Sunday, February 14, 2010

Ethnic Cleansing in Action

Remember when I wrote about ethnic cleansing in the media?  I saw it in action in my neighborhood coffee shop last week. 

A "reality" show was filming in the coffee shop around the corner from my daughter's school (top 10% for student body diversity in CA).  The owners of the shop are Asian Americans.  The on location producers for the show are Asian Americans.  The people working behind the camera are representative of LA's population. 


It's not the fake Barbieness of the "reality show" contestant with the fake blonde hair and boobs that bothered me.  It was the fact that the producers pushed the coffee shop's real patrons out of the frame--all except one table. 

Guess the color of the patrons they left in the camera frame?

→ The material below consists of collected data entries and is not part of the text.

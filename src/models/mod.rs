//! Models for the SWIFT code registry
//!
//! Row types as stored in `swift_codes`, the insert form, and the composite
//! shapes returned by the lookup resolver.

pub mod swift_code_models;

// Re-export commonly used types for convenience
pub use swift_code_models::{
    institution_prefix, is_headquarter_code, normalize_code, CountrySwiftCodes, HeadquarterView,
    NewSwiftCode, SwiftCode, SwiftCodeLookup, HEADQUARTER_SUFFIX, INSTITUTION_PREFIX_LEN,
};
//! Database connection and management module
//!
//! Connection pooling, the startup retry loop and the `swift_codes` table
//! bootstrap for the PostgreSQL-backed store.

use std::fmt::Display;
use std::future::Future;
use std::time::Duration;

use sqlx::{postgres::PgPoolOptions, PgPool};
use tracing::{info, warn};

pub mod swift_code_repository;

pub use swift_code_repository::PgSwiftCodeStore;

/// Database configuration
#[derive(Debug, Clone)]
pub struct DatabaseConfig {
    pub database_url: String,
    pub max_connections: u32,
    pub connection_timeout: Duration,
    pub idle_timeout: Option<Duration>,
    pub max_lifetime: Option<Duration>,
    /// Total connection attempts at startup, including the first.
    pub connect_attempts: u32,
    /// Fixed pause between failed attempts.
    pub connect_backoff: Duration,
}

impl DatabaseConfig {
    pub fn new(database_url: impl Into<String>) -> Self {
        Self {
            database_url: database_url.into(),
            max_connections: 10,
            connection_timeout: Duration::from_secs(30),
            idle_timeout: Some(Duration::from_secs(600)), // 10 minutes
            max_lifetime: Some(Duration::from_secs(1800)), // 30 minutes
            connect_attempts: 20,
            connect_backoff: Duration::from_secs(2),
        }
    }

    fn pool_options(&self) -> PgPoolOptions {
        let mut pool_options = PgPoolOptions::new()
            .max_connections(self.max_connections)
            .acquire_timeout(self.connection_timeout);

        if let Some(idle_timeout) = self.idle_timeout {
            pool_options = pool_options.idle_timeout(idle_timeout);
        }

        if let Some(max_lifetime) = self.max_lifetime {
            pool_options = pool_options.max_lifetime(max_lifetime);
        }

        pool_options
    }
}

/// Run `op` up to `attempts` times, sleeping `backoff` between failures.
/// The error of the last attempt is returned.
pub async fn retry_with_backoff<T, E, F, Fut>(
    attempts: u32,
    backoff: Duration,
    mut op: F,
) -> Result<T, E>
where
    F: FnMut(u32) -> Fut,
    Fut: Future<Output = Result<T, E>>,
    E: Display,
{
    let attempts = attempts.max(1);
    let mut attempt = 1;
    loop {
        match op(attempt).await {
            Ok(value) => return Ok(value),
            Err(e) if attempt < attempts => {
                warn!("Attempt {}/{} failed: {}", attempt, attempts, e);
                tokio::time::sleep(backoff).await;
                attempt += 1;
            }
            Err(e) => return Err(e),
        }
    }
}

/// Open the pool, retrying while the database comes up.
pub async fn connect_with_retry(config: &DatabaseConfig) -> Result<PgPool, sqlx::Error> {
    info!(
        "Connecting to database: {}",
        mask_database_url(&config.database_url)
    );

    let pool = retry_with_backoff(config.connect_attempts, config.connect_backoff, |attempt| {
        let options = config.pool_options();
        let url = config.database_url.clone();
        let attempts = config.connect_attempts;
        async move {
            info!("Waiting for database... attempt {}/{}", attempt, attempts);
            options.connect(&url).await
        }
    })
    .await
    .map_err(|e| {
        warn!("Failed to connect to database: {}", e);
        e
    })?;

    info!("Database connection pool created successfully");
    Ok(pool)
}

/// Create `swift_codes` if it does not exist yet.
pub async fn ensure_schema(pool: &PgPool) -> Result<(), sqlx::Error> {
    sqlx::query(
        r#"
        CREATE TABLE IF NOT EXISTS swift_codes (
            id             SERIAL PRIMARY KEY,
            swift_code     TEXT NOT NULL UNIQUE,
            bank_name      TEXT NOT NULL,
            address        TEXT NOT NULL,
            country_iso2   TEXT NOT NULL,
            country_name   TEXT NOT NULL,
            is_headquarter BOOLEAN NOT NULL DEFAULT FALSE
        )
        "#,
    )
    .execute(pool)
    .await?;

    sqlx::query(
        r#"CREATE INDEX IF NOT EXISTS swift_codes_country_iso2_idx ON swift_codes (country_iso2)"#,
    )
    .execute(pool)
    .await?;

    info!("swift_codes schema ready");
    Ok(())
}

/// Mask sensitive information in database URL for logging
pub fn mask_database_url(url: &str) -> String {
    if let Ok(parsed) = url::Url::parse(url) {
        let mut masked = parsed.clone();
        if parsed.password().is_some() {
            let _ = masked.set_password(Some("***"));
        }
        masked.to_string()
    } else {
        // If URL parsing fails, just mask the middle part
        let chars: Vec<char> = url.chars().collect();
        if chars.len() > 20 {
            let head: String = chars[..10].iter().collect();
            let tail: String = chars[chars.len() - 10..].iter().collect();
            format!("{}***{}", head, tail)
        } else {
            "***".to_string()
        }
    }
}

Why is the real color spectrum of Los Angeles too shameful to show on a "reality" show?


4 comments:

  1. How nauseating! I suppose no one pointed this out to them?

    ReplyDelete
  2. Anonymous09:11

    The sole purpose of tv shows is to engage viewers' attention for the advertisers.
    They think this "reality show" will have a greater audience than actual reality would. It all falls to the mighty dollar.

    Cindy

    ReplyDelete
  3. @Cindy
    Why do you suppose advertisers want to advertise on ethnically cleansed shows? Has anyone done the control experiment?

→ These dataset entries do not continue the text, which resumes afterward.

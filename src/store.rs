//! Storage gateway port.
//!
//! The loader and the lookup resolver only talk to storage through
//! [`SwiftCodeStore`]. The PostgreSQL adapter lives in
//! [`crate::database`]; [`MemoryStore`] keeps rows in process and backs the
//! test suite.

use anyhow::anyhow;
use async_trait::async_trait;
use tokio::sync::RwLock;

use crate::models::{NewSwiftCode, SwiftCode};

pub type StoreResult<T> = anyhow::Result<T>;

/// Outcome of an insert-if-absent.
#[derive(Debug, Clone, Copy, PartialEq, Eq)]
pub enum InsertOutcome {
    Inserted,
    /// A row with the same code already existed; nothing was written.
    Ignored,
}

#[async_trait]
pub trait SwiftCodeStore: Send + Sync {
    /// Point lookup by exact (already normalized) code.
    async fn find_by_code(&self, swift_code: &str) -> StoreResult<Option<SwiftCode>>;

    /// Non-headquarter rows whose first 8 characters equal `prefix`.
    async fn find_branches(&self, prefix: &str) -> StoreResult<Vec<SwiftCode>>;

    /// Every row, in storage order.
    async fn list_all(&self) -> StoreResult<Vec<SwiftCode>>;

    async fn list_by_country(&self, country_iso2: &str) -> StoreResult<Vec<SwiftCode>>;

    /// Plain insert. A duplicate code is an error.
    async fn insert(&self, record: &NewSwiftCode) -> StoreResult<SwiftCode>;

    /// Insert unless the code already exists.
    async fn insert_if_absent(&self, record: &NewSwiftCode) -> StoreResult<InsertOutcome>;

    /// Returns the number of rows removed.
    async fn delete_by_code(&self, swift_code: &str) -> StoreResult<u64>;
}

#[derive(Debug, Default)]
struct MemoryRows {
    rows: Vec<SwiftCode>,
    next_id: i32,
}

impl MemoryRows {
    fn position(&self, swift_code: &str) -> Option<usize> {
        self.rows.iter().position(|r| r.swift_code == swift_code)
    }

    fn push(&mut self, record: &NewSwiftCode) -> SwiftCode {
        self.next_id += 1;
        let row = record.clone().into_record(self.next_id);
        self.rows.push(row.clone());
        row
    }
}

/// In-process store with the same uniqueness rules as the `swift_codes` table.
#[derive(Debug, Default)]
pub struct MemoryStore {
    inner: RwLock<MemoryRows>,
}

impl MemoryStore {
    pub fn new() -> Self {
        Self::default()
    }

    pub async fn len(&self) -> usize {
        self.inner.read().await.rows.len()
    }

    pub async fn is_empty(&self) -> bool {
        self.len().await == 0
    }
}

#[async_trait]
impl SwiftCodeStore for MemoryStore {
    async fn find_by_code(&self, swift_code: &str) -> StoreResult<Option<SwiftCode>> {
        let inner = self.inner.read().await;
        Ok(inner.position(swift_code).map(|idx| inner.rows[idx].clone()))
    }

    async fn find_branches(&self, prefix: &str) -> StoreResult<Vec<SwiftCode>> {
        let inner = self.inner.read().await;
        Ok(inner
            .rows
            .iter()
            .filter(|r| !r.is_headquarter && r.institution_prefix() == prefix)
            .cloned()
            .collect())
    }

    async fn list_all(&self) -> StoreResult<Vec<SwiftCode>> {
        Ok(self.inner.read().await.rows.clone())
    }

    async fn list_by_country(&self, country_iso2: &str) -> StoreResult<Vec<SwiftCode>> {
        let inner = self.inner.read().await;
        Ok(inner
            .rows
            .iter()
            .filter(|r| r.country_iso2 == country_iso2)
            .cloned()
            .collect())
    }

    async fn insert(&self, record: &NewSwiftCode) -> StoreResult<SwiftCode> {
        let mut inner = self.inner.write().await;
        if inner.position(&record.swift_code).is_some() {
            return Err(anyhow!(
                "duplicate key value violates unique constraint: swift_code={}",
                record.swift_code
            ));
        }
        Ok(inner.push(record))
    }

    async fn insert_if_absent(&self, record: &NewSwiftCode) -> StoreResult<InsertOutcome> {
        let mut inner = self.inner.write().await;
        if inner.position(&record.swift_code).is_some() {
            return Ok(InsertOutcome::Ignored);
        }
        inner.push(record);
        Ok(InsertOutcome::Inserted)
    }

    async fn delete_by_code(&self, swift_code: &str) -> StoreResult<u64> {
        let mut inner = self.inner.write().await;
        let before = inner.rows.len();
        inner.rows.retain(|r| r.swift_code != swift_code);
        Ok((before - inner.rows.len()) as u64)
    }
}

    Do you work in advertising? Does anyone who works in TV and advertising want to enlighten me about how these decisions are made?

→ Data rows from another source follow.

//! SWIFT code API routes
//!
//! ## Endpoints
//!
//! - `GET    /swift-codes`                - every record
//! - `GET    /swift-codes/:code`          - one record; headquarters embed `branches`
//! - `GET    /swift-codes/country/:iso2`  - all records for a country
//! - `POST   /swift-codes`                - create a record
//! - `DELETE /swift-codes/:code`          - delete a record
//!
//! Path parameters are trimmed and upper-cased before lookup.

use std::sync::Arc;

use axum::{
    extract::{rejection::JsonRejection, Path, State},
    http::StatusCode,
    routing::get,
    Json, Router,
};
use serde::Serialize;
use tracing::debug;

use super::error::ApiError;
use crate::error::SwiftError;
use crate::models::{CountrySwiftCodes, NewSwiftCode, SwiftCode, SwiftCodeLookup};
use crate::service::SwiftCodeService;

// ============================================================================
// Response Types
// ============================================================================

/// Confirmation body for create and delete
#[derive(Debug, Clone, Serialize)]
pub struct MessageResponse {
    pub message: String,
    #[serde(rename = "swiftCode")]
    pub swift_code: String,
}

// ============================================================================
// Handlers
// ============================================================================

/// GET /swift-codes
async fn list_swift_codes(
    State(service): State<Arc<SwiftCodeService>>,
) -> Result<Json<Vec<SwiftCode>>, ApiError> {
    let codes = service.get_all().await?;
    Ok(Json(codes))
}

/// GET /swift-codes/:code
async fn get_swift_code(
    State(service): State<Arc<SwiftCodeService>>,
    Path(code): Path<String>,
) -> Result<Json<SwiftCodeLookup>, ApiError> {
    debug!("Looking for SWIFT code: {}", code);
    let lookup = service.get_by_code(&code).await?;
    Ok(Json(lookup))
}

/// GET /swift-codes/country/:iso2
async fn get_swift_codes_by_country(
    State(service): State<Arc<SwiftCodeService>>,
    Path(iso2): Path<String>,
) -> Result<Json<CountrySwiftCodes>, ApiError> {
    let country = service.get_by_country(&iso2).await?;
    Ok(Json(country))
}

/// POST /swift-codes
///
/// Any body the JSON extractor rejects (bad syntax, wrong field types,
/// missing `swiftCode`) is reported as 400.
async fn create_swift_code(
    State(service): State<Arc<SwiftCodeService>>,
    payload: Result<Json<NewSwiftCode>, JsonRejection>,
) -> Result<(StatusCode, Json<MessageResponse>), ApiError> {
    let Json(request) =
        payload.map_err(|rejection| SwiftError::MalformedInput(rejection.body_text()))?;

    let created = service.create(request).await?;
    Ok((
        StatusCode::CREATED,
        Json(MessageResponse {
            message: "SWIFT code created successfully".to_string(),
            swift_code: created.swift_code,
        }),
    ))
}

/// DELETE /swift-codes/:code
async fn delete_swift_code(
    State(service): State<Arc<SwiftCodeService>>,
    Path(code): Path<String>,
) -> Result<Json<MessageResponse>, ApiError> {
    let removed = service.delete_by_code(&code).await?;
    Ok(Json(MessageResponse {
        message: format!("SWIFT code {} deleted successfully", removed),
        swift_code: removed,
    }))
}

/// Create the SWIFT code router
pub fn create_swift_code_router(service: Arc<SwiftCodeService>) -> Router {
    Router::new()
        .route("/swift-codes", get(list_swift_codes).post(create_swift_code))
        .route(
            "/swift-codes/:code",
            get(get_swift_code).delete(delete_swift_code),
        )
        .route(
            "/swift-codes/country/:iso2",
            get(get_swift_codes_by_country),
        )
        .with_state(service)
}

    Disney has made the opposite business decision. They saw that more than half of US children are non-hispanic whites and decided to reflect that in their casting. Are they hurt financially by that decision?

    ReplyDelete
  4. Anonymous17:46

    I am not in advertising, just cynical. They have focus groups and market research and Nielsen ratings to guide where they spend.
    I've participated in both, for products rather than tv shows.

    Too bad they've never asked me what shows I'd watch on tv! As I keep telling dh: the quality of the picture isn't the issue with our tv set, the quality of the programming is! Thus no need for HDTV for us.